[Supplied material]

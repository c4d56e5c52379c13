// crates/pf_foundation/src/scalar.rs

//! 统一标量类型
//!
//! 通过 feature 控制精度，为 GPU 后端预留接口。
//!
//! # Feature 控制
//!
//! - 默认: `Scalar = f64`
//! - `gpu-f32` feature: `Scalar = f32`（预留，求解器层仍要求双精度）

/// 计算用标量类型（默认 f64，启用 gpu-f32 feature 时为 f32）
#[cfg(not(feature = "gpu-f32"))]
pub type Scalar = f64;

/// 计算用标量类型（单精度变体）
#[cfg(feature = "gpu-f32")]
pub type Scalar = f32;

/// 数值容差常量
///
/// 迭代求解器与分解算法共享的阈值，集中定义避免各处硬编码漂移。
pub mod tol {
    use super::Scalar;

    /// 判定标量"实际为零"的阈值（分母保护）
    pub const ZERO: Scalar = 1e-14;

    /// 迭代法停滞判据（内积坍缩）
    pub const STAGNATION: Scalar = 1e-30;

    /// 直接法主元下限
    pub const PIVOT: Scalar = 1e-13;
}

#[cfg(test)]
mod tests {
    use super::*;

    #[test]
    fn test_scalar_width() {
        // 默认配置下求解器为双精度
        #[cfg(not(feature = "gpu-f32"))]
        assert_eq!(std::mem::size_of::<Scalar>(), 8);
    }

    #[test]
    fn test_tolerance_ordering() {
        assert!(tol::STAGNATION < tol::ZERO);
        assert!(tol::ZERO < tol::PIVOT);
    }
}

[/Supplied material]

The data above should be duplicated exactly and completely.

*Result of the task*:
repository c4d56e5c52379c13
// crates/pf_foundation/src/scalar.rs

//! 统一标量类型
//!
//! 通过 feature 控制精度，为 GPU 后端预留接口。
//!
//! # Feature 控制
//!
//! - 默认: `Scalar = f64`
//! - `gpu-f32` feature: `Scalar = f32`（预留，求解器层仍要求双精度）

/// 计算用标量类型（默认 f64，启用 gpu-f32 feature 时为 f32）
#[cfg(not(feature = "gpu-f32"))]
pub type Scalar = f64;

/// 计算用标量类型（单精度变体）
#[cfg(feature = "gpu-f32")]
pub type Scalar = f32;

/// 数值容差常量
///
/// 迭代求解器与分解算法共享的阈值，集中定义避免各处硬编码漂移。
pub mod tol {
    use super::Scalar;

    /// 判定标量"实际为零"的阈值（分母保护）
    pub const ZERO: Scalar = 1e-14;

    /// 迭代法停滞判据（内积坍缩）
    pub const STAGNATION: Scalar = 1e-30;

    /// 直接法主元下限
    pub const PIVOT: Scalar = 1e-13;
}

#[cfg(test)]
mod tests {
    use super::*;

    #[test]
    fn test_scalar_width() {
        // 默认配置下求解器为双精度
        #[cfg(not(feature = "gpu-f32"))]
        assert_eq!(std::mem::size_of::<Scalar>(), 8);
    }

    #[test]
    fn test_tolerance_ordering() {
        assert!(tol::STAGNATION < tol::ZERO);
        assert!(tol::ZERO < tol::PIVOT);
    }
}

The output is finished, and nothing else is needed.